### Material shown ###
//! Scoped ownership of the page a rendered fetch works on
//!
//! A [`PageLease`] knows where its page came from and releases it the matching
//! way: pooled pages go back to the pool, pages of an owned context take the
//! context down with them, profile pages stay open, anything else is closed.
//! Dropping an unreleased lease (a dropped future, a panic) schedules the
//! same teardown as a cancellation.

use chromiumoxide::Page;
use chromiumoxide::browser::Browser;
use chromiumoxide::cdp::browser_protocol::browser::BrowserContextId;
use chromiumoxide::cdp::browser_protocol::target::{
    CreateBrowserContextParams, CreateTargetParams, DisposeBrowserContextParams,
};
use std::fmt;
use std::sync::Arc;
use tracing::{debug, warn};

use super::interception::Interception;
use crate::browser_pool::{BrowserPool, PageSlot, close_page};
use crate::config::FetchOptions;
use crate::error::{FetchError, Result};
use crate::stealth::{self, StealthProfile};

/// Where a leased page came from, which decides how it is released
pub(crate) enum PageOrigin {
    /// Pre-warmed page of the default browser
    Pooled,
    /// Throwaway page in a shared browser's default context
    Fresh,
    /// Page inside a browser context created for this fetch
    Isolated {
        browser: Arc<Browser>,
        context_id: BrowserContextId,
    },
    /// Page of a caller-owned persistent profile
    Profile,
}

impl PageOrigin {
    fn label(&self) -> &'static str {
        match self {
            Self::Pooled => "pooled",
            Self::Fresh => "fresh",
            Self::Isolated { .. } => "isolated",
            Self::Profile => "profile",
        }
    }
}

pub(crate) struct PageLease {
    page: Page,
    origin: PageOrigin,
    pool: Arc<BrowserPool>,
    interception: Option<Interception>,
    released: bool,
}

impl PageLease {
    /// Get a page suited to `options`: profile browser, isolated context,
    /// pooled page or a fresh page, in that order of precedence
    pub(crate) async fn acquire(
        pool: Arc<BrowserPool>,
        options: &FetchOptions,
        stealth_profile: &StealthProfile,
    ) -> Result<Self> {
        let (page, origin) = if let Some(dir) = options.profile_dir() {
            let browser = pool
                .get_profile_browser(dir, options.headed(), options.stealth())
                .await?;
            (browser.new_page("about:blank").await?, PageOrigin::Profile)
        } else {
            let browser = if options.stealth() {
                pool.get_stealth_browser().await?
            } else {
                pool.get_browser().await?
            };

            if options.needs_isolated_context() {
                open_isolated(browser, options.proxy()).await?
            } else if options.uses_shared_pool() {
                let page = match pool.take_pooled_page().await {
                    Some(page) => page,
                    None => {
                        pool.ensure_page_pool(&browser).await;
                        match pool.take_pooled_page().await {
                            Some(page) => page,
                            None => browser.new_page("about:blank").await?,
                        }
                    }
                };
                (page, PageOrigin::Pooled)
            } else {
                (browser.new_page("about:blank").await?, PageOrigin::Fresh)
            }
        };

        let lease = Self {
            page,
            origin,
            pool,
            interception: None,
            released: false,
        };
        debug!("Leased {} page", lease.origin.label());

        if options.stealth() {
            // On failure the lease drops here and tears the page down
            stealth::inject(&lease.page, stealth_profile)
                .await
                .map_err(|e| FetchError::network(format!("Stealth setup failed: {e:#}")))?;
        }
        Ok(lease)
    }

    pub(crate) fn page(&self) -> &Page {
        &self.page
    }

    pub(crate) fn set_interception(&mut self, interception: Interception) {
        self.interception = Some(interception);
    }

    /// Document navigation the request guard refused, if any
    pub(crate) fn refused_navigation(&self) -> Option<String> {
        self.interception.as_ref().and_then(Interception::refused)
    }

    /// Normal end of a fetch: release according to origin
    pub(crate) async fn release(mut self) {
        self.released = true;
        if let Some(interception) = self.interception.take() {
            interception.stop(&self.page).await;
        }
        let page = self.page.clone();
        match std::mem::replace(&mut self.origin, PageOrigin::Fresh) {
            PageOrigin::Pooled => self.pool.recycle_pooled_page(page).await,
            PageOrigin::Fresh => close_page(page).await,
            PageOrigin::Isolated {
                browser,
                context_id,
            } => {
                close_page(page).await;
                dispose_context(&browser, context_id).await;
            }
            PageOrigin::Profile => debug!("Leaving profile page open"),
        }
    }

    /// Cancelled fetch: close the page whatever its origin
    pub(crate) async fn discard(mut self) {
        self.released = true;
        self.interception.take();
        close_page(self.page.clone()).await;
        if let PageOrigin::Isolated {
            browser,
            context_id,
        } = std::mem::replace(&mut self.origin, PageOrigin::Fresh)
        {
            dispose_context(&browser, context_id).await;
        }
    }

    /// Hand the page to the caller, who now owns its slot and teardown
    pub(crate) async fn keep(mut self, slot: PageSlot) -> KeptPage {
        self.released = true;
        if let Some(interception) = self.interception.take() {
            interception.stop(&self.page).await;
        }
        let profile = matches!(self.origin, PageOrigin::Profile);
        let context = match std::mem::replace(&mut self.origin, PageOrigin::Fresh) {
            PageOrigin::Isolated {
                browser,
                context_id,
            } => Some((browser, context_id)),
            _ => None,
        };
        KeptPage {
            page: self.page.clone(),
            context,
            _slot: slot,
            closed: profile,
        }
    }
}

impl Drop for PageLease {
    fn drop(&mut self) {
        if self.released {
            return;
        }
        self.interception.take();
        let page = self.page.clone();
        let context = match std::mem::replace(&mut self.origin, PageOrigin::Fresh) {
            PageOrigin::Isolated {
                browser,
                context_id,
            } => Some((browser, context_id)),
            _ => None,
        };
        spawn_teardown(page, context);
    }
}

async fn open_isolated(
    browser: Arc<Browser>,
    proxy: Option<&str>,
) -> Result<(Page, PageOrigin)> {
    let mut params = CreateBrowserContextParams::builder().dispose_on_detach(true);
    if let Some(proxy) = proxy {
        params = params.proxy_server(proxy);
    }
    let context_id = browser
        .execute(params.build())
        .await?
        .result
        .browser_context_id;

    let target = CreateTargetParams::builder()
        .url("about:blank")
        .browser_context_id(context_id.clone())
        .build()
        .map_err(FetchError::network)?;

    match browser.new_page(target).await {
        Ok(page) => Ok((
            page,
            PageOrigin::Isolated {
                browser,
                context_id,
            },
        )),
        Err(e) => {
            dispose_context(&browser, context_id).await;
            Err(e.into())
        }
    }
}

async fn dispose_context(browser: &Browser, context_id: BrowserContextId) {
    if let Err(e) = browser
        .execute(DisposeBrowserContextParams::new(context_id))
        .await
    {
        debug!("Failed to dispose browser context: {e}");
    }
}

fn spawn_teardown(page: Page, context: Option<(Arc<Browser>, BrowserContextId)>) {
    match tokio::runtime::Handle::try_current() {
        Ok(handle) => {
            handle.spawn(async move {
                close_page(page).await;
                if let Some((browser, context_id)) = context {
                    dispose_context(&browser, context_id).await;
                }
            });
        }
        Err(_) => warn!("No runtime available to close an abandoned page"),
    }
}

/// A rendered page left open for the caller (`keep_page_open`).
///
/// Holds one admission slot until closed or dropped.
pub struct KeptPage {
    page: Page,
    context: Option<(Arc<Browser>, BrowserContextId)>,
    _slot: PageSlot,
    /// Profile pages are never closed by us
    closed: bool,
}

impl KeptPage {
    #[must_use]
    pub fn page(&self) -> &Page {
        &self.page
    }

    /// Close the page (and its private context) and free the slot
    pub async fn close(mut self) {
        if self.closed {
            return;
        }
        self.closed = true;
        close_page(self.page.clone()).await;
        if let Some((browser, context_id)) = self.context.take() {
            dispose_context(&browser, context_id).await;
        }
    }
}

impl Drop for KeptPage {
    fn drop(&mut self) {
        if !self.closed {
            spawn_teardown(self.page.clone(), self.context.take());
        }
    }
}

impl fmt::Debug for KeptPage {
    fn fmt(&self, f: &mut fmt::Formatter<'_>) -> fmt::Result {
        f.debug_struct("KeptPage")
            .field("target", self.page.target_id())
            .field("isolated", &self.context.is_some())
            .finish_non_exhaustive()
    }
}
###
### Task objective
Where a line above contains the word "label", copy that line.

### Final answer
    fn label(&self) -> &'static str {
        debug!("Leased {} page", lease.origin.label());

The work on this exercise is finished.